--- START ---

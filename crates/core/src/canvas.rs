//! The shared character grid every unit draws on.
//!
//! All writes are clipped to the grid. The bottom-right cell is never written:
//! terminals scroll when the cursor lands there.

use crate::art::FrameArt;
use crate::types::Intensity;

/// A single grid cell.
#[derive(Debug, Clone, Copy, PartialEq, Eq)]
pub struct Cell {
    pub ch: char,
    pub intensity: Intensity,
}

impl Cell {
    pub const BLANK: Cell = Cell {
        ch: ' ',
        intensity: Intensity::Normal,
    };
}

impl Default for Cell {
    fn default() -> Self {
        Self::BLANK
    }
}

/// Output device the canvas is committed to.
pub trait Display {
    type Error;

    /// Grid dimensions as `(rows, columns)`.
    fn grid_size(&self) -> Result<(u16, u16), Self::Error>;

    /// Show the canvas. `bell` asks for one audible alert with this frame.
    fn present(&mut self, canvas: &Canvas, bell: bool) -> Result<(), Self::Error>;
}

impl<D: Display + ?Sized> Display for &mut D {
    type Error = D::Error;

    fn grid_size(&self) -> Result<(u16, u16), Self::Error> {
        (**self).grid_size()
    }

    fn present(&mut self, canvas: &Canvas, bell: bool) -> Result<(), Self::Error> {
        (**self).present(canvas, bell)
    }
}

/// 2D grid of styled glyphs, persistent across ticks.
#[derive(Debug, Clone, PartialEq, Eq)]
pub struct Canvas {
    rows: u16,
    columns: u16,
    cells: Vec<Cell>,
    bell: bool,
}

impl Canvas {
    pub fn new(rows: u16, columns: u16) -> Self {
        let len = (rows as usize) * (columns as usize);
        Self {
            rows,
            columns,
            cells: vec![Cell::BLANK; len],
            bell: false,
        }
    }

    pub fn rows(&self) -> u16 {
        self.rows
    }

    pub fn columns(&self) -> u16 {
        self.columns
    }

    pub fn cells(&self) -> &[Cell] {
        &self.cells
    }

    #[inline(always)]
    fn idx(&self, row: i32, column: i32) -> Option<usize> {
        if row < 0 || column < 0 || row >= self.rows as i32 || column >= self.columns as i32 {
            return None;
        }
        if row == self.rows as i32 - 1 && column == self.columns as i32 - 1 {
            return None;
        }
        Some((row as usize) * (self.columns as usize) + (column as usize))
    }

    pub fn get(&self, row: u16, column: u16) -> Option<Cell> {
        if row >= self.rows || column >= self.columns {
            return None;
        }
        Some(self.cells[(row as usize) * (self.columns as usize) + (column as usize)])
    }

    fn put(&mut self, row: i32, column: i32, cell: Cell) {
        if let Some(i) = self.idx(row, column) {
            self.cells[i] = cell;
        }
    }

    /// Draw every non-space glyph of `art` with its top-left at the rounded
    /// `(row, column)`.
    pub fn draw(&mut self, art: &FrameArt, row: f64, column: f64) {
        self.stamp(art, row, column, false);
    }

    /// Blank every cell a matching [`Canvas::draw`] would have written.
    pub fn erase(&mut self, art: &FrameArt, row: f64, column: f64) {
        self.stamp(art, row, column, true);
    }

    fn stamp(&mut self, art: &FrameArt, row: f64, column: f64, negative: bool) {
        let top = row.round() as i32;
        let left = column.round() as i32;
        for (r, c, ch) in art.glyphs() {
            let cell = if negative {
                Cell::BLANK
            } else {
                Cell {
                    ch,
                    intensity: Intensity::Normal,
                }
            };
            // Far off-grid origins saturate and stay off-grid.
            self.put(top.saturating_add(r as i32), left.saturating_add(c as i32), cell);
        }
    }

    /// Write one glyph. A space glyph leaves the cell as it is.
    pub fn draw_glyph(&mut self, row: f64, column: f64, ch: char, intensity: Intensity) {
        if ch == ' ' {
            return;
        }
        self.put(row.round() as i32, column.round() as i32, Cell { ch, intensity });
    }

    pub fn clear_glyph(&mut self, row: f64, column: f64) {
        self.put(row.round() as i32, column.round() as i32, Cell::BLANK);
    }

    /// Box the outermost ring of cells.
    pub fn draw_border(&mut self) {
        if self.rows < 2 || self.columns < 2 {
            return;
        }
        let last_row = self.rows as i32 - 1;
        let last_col = self.columns as i32 - 1;
        let line = |ch| Cell {
            ch,
            intensity: Intensity::Normal,
        };

        for c in 1..last_col {
            self.put(0, c, line('─'));
            self.put(last_row, c, line('─'));
        }
        for r in 1..last_row {
            self.put(r, 0, line('│'));
            self.put(r, last_col, line('│'));
        }
        self.put(0, 0, line('┌'));
        self.put(0, last_col, line('┐'));
        self.put(last_row, 0, line('└'));
        // (last_row, last_col) is the reserved corner.
    }

    /// Request an audible alert with the next flush.
    pub fn ring_bell(&mut self) {
        self.bell = true;
    }

    pub fn bell_pending(&self) -> bool {
        self.bell
    }

    /// Commit the buffer to `display`, forwarding any pending bell once.
    pub fn flush<D: Display>(&mut self, display: &mut D) -> Result<(), D::Error> {
        let bell = std::mem::take(&mut self.bell);
        display.present(self, bell)
    }

    /// Row contents as a string, for inspection.
    pub fn row_text(&self, row: u16) -> String {
        (0..self.columns)
            .filter_map(|c| self.get(row, c))
            .map(|cell| cell.ch)
            .collect()
    }
}

#[cfg(test)]
mod tests {
    use super::*;

    fn art(text: &str) -> FrameArt {
        FrameArt::load(text).unwrap()
    }

    #[test]
    fn draw_places_glyphs_at_rounded_origin() {
        let mut canvas = Canvas::new(5, 5);
        canvas.draw(&art("ab\ncd"), 1.4, 0.6);
        assert_eq!(canvas.row_text(1), " ab  ");
        assert_eq!(canvas.row_text(2), " cd  ");
    }

    #[test]
    fn draw_skips_spaces_so_underlying_cells_survive() {
        let mut canvas = Canvas::new(3, 3);
        canvas.draw_glyph(0.0, 1.0, '*', Intensity::Bold);
        canvas.draw(&art("x x"), 0.0, 0.0);
        assert_eq!(canvas.row_text(0), "x*x");
        assert_eq!(canvas.get(0, 1).unwrap().intensity, Intensity::Bold);
    }

    #[test]
    fn erase_blanks_exactly_what_draw_wrote() {
        let mut canvas = Canvas::new(4, 4);
        canvas.draw_glyph(1.0, 1.0, '+', Intensity::Dim);
        let sprite = art("o o\n o ");
        canvas.draw(&sprite, 0.0, 0.0);
        canvas.erase(&sprite, 0.0, 0.0);
        assert_eq!(canvas.row_text(0), "    ");
        // (1,1) was overwritten by 'o' then erased.
        assert_eq!(canvas.row_text(1), "    ");
        assert!(canvas.cells().iter().all(|c| *c == Cell::BLANK));
    }

    #[test]
    fn out_of_bounds_draws_are_clipped() {
        let mut canvas = Canvas::new(3, 3);
        let sprite = art("abc\ndef\nghi");
        canvas.draw(&sprite, -2.0, -2.0);
        assert_eq!(canvas.row_text(0), "i  ");
        assert_eq!(canvas.row_text(1), "   ");

        let mut canvas = Canvas::new(3, 3);
        canvas.draw(&sprite, 100.0, 100.0);
        canvas.draw_glyph(-1.0, 0.0, 'x', Intensity::Normal);
        canvas.clear_glyph(0.0, 50.0);
        assert!(canvas.cells().iter().all(|c| *c == Cell::BLANK));
    }

    #[test]
    fn huge_coordinates_are_clipped_without_overflow() {
        let mut canvas = Canvas::new(10, 10);
        let sprite = art("ab\ncd");
        for &(row, column) in &[(1.0e12, 0.0), (0.0, 1.0e12), (f64::MAX, f64::MAX)] {
            canvas.draw(&sprite, row, column);
            canvas.erase(&sprite, row, column);
        }
        assert!(canvas.cells().iter().all(|c| *c == Cell::BLANK));
    }

    #[test]
    fn bottom_right_corner_is_never_written() {
        let mut canvas = Canvas::new(3, 4);
        canvas.draw_glyph(2.0, 3.0, 'x', Intensity::Normal);
        assert_eq!(canvas.get(2, 3), Some(Cell::BLANK));

        canvas.draw(&art("ab\ncd"), 1.0, 2.0);
        assert_eq!(canvas.row_text(2), "  c ");
    }

    #[test]
    fn space_glyph_is_a_no_op() {
        let mut canvas = Canvas::new(2, 2);
        canvas.draw_glyph(0.0, 0.0, '*', Intensity::Normal);
        canvas.draw_glyph(0.0, 0.0, ' ', Intensity::Normal);
        assert_eq!(canvas.get(0, 0).unwrap().ch, '*');
        canvas.clear_glyph(0.0, 0.0);
        assert_eq!(canvas.get(0, 0).unwrap().ch, ' ');
    }

    #[test]
    fn border_leaves_reserved_corner_blank() {
        let mut canvas = Canvas::new(3, 4);
        canvas.draw_border();
        assert_eq!(canvas.row_text(0), "┌──┐");
        assert_eq!(canvas.row_text(1), "│  │");
        assert_eq!(canvas.row_text(2), "└── ");
    }

    struct Recorder {
        frames: Vec<(String, bool)>,
    }

    impl Display for Recorder {
        type Error = ();

        fn grid_size(&self) -> Result<(u16, u16), ()> {
            Ok((2, 2))
        }

        fn present(&mut self, canvas: &Canvas, bell: bool) -> Result<(), ()> {
            self.frames.push((canvas.row_text(0), bell));
            Ok(())
        }
    }

    #[test]
    fn flush_forwards_bell_exactly_once() {
        let mut canvas = Canvas::new(2, 2);
        let mut display = Recorder { frames: Vec::new() };
        canvas.ring_bell();
        canvas.draw_glyph(0.0, 0.0, '|', Intensity::Normal);
        canvas.flush(&mut display).unwrap();
        canvas.flush(&mut display).unwrap();
        assert_eq!(
            display.frames,
            vec![("| ".to_string(), true), ("| ".to_string(), false)]
        );
        assert!(!canvas.bell_pending());
    }
}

--- END ---

■ EXERCISE DESCRIPTION
Using the records above, restate word for word the lines from the one with "for &(row, column)" through the one with "canvas.draw_border();", both included.

■ SOLUTION FOR THIS EXERCISE
        for &(row, column) in &[(1.0e12, 0.0), (0.0, 1.0e12), (f64::MAX, f64::MAX)] {
            canvas.draw(&sprite, row, column);
            canvas.erase(&sprite, row, column);
        }
        assert!(canvas.cells().iter().all(|c| *c == Cell::BLANK));
    }

    #[test]
    fn bottom_right_corner_is_never_written() {
        let mut canvas = Canvas::new(3, 4);
        canvas.draw_glyph(2.0, 3.0, 'x', Intensity::Normal);
        assert_eq!(canvas.get(2, 3), Some(Cell::BLANK));

        canvas.draw(&art("ab\ncd"), 1.0, 2.0);
        assert_eq!(canvas.row_text(2), "  c ");
    }

    #[test]
    fn space_glyph_is_a_no_op() {
        let mut canvas = Canvas::new(2, 2);
        canvas.draw_glyph(0.0, 0.0, '*', Intensity::Normal);
        canvas.draw_glyph(0.0, 0.0, ' ', Intensity::Normal);
        assert_eq!(canvas.get(0, 0).unwrap().ch, '*');
        canvas.clear_glyph(0.0, 0.0);
        assert_eq!(canvas.get(0, 0).unwrap().ch, ' ');
    }

    #[test]
    fn border_leaves_reserved_corner_blank() {
        let mut canvas = Canvas::new(3, 4);
        canvas.draw_border();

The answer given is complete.